Dalam KTSP dijelaskan bahwa pengertian penilaian
adalah proses sistematis meliputi pengumpulan informasi (angka, deskripsi verbal),
analisis, interpretasi informasi untuk membuat keputusan.
Dapat disimpulkan bahwa penilaian adalah suatu
proses atau kegiatan yang sistematis dan berkesinambungan untuk mengumpulkan
informasi tentang proses dan hasil belajar peserta didik dalam rangka membuat keputusan-keputusan
berdasarkan kriteria dan pertimbangan tertentu. Keputusan yang dimaksud adalah
keputusan tentang peserta didik, seperti nilai yang akan diberikan atau juga
keputusan tentang kenaikan kelas dan kelulusan.
Keputusan penilaian terhadap suatu hasil belajar
sangat bermanfaat membantu peserta didik
untuk merefleksikan apa yang mereka ketahui, bagaimana mereka belajar, dan
mendorong tanggung jawab dalam belajar.
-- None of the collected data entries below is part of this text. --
//! The progress event stream fanned out to reporters (spec.md §4.6).

use alloy_primitives::{Address, TxHash};
use serde::{Deserialize, Serialize};

/// Coarse classification of an `Error` event, matching the taxonomy in
/// spec.md §7.
#[derive(Debug, Clone, Copy, PartialEq, Eq, Serialize, Deserialize)]
pub enum ErrorKind {
    Fetch,
    Check,
    Liquidation,
    Internal,
    ReporterCrash
}

/// A single progress event emitted by some pipeline stage. Delivery to
/// reporters is best-effort (spec.md §4.6) — a slow subscriber never
/// blocks the pipeline.
#[derive(Debug, Clone, Serialize, Deserialize)]
pub enum BotEvent {
    /// Emitted by the Position Tracker after a history or forward step.
    TradersFetched { count: usize, history_complete: bool, history_blocks_left: u64 },
    /// Emitted by the Liquidatability Checker, once per chunk (spec.md §8
    /// scenario 2: an empty subset is still a `TradersChecked` event).
    TradersChecked { liquidatable: Vec<Address> },
    /// Emitted by the Liquidator on a confirmed liquidation.
    TraderLiquidated { trader: Address, tx_hash: TxHash },
    /// A transient, non-fatal failure somewhere in the pipeline.
    Error { kind: ErrorKind, cause: String },
    /// Terminal event emitted once by the Coordinator after every stage has
    /// observed cancellation and exited.
    BotStopped
}
//! Chain Gateway (spec.md §4.1): the single point where the two supported
//! exchange-contract schema variants ("v4", "v4.1") are hidden from the
//! rest of the pipeline. Everything downstream is polymorphic over
//! [`liq_types::PositionChange`] only (spec.md §9).

pub mod error;
pub mod gateway;
pub mod signer;
pub mod types;

#[cfg(any(test, feature = "test-utils"))]
pub mod mock;

use alloy_primitives::Address;
use async_trait::async_trait;
pub use error::ChainError;
use liq_types::PositionChange;
pub use types::{Receipt, TxHandle};

pub use crate::gateway::AlloyChainGateway;

/// Abstracts the chain for the rest of the pipeline (spec.md §4.1).
///
/// Every method is a suspension point (spec.md §5); implementations carry
/// an implementation-defined timeout on each call so callers never block
/// unboundedly.
#[async_trait]
pub trait ChainGateway: Send + Sync + 'static {
    /// The current chain tip.
    async fn current_block(&self) -> Result<u64, ChainError>;

    /// Position-changed events in the inclusive range `[from, to]`, ordered
    /// by `(block, tx_index)` ascending (spec.md §4.1).
    async fn fetch_position_events(&self, from: u64, to: u64) -> Result<Vec<PositionChange>, ChainError>;

    /// Read-only liquidatability check for a batch of traders. The result
    /// length always equals `batch.len()`; a mismatch is an
    /// [`liq_types::InternalError`], not a [`ChainError`], and is the
    /// caller's responsibility to detect.
    async fn is_liquidatable(&self, batch: &[Address]) -> Result<Vec<bool>, ChainError>;

    /// Submits a liquidation transaction for `trader`, returning a handle
    /// immediately (spec.md §4.1).
    async fn liquidate(&self, trader: Address) -> Result<TxHandle, ChainError>;

    /// Awaits a submitted liquidation transaction's receipt.
    async fn await_receipt(&self, handle: TxHandle) -> Result<Receipt, ChainError>;
}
Keputusan penilaian dapat dibuat oleh
guru, sesame peserta didik (peer), atau
oleh dirinya sendiri (self-assessment).
Pengambilan keputusan harus dapat membimbing peserta didik untuk melakukan
perbaikan hasil belajar.
Dalam melakukan penilaian diperlukan suatu perangkat
alat penilaian yang tepat. Tanpa adanya perangkat alat penilaian yang tepat,
maka penentuan terhadap tinggi rendahnya tingkat kemampuan siswa semata-mata
akan didasarkan atas kesan dan dugaan pada hasil semata, dan bukan atas data
hasil penilaian mulai proses awal hingga dihasilkannya sebuah karya siswa.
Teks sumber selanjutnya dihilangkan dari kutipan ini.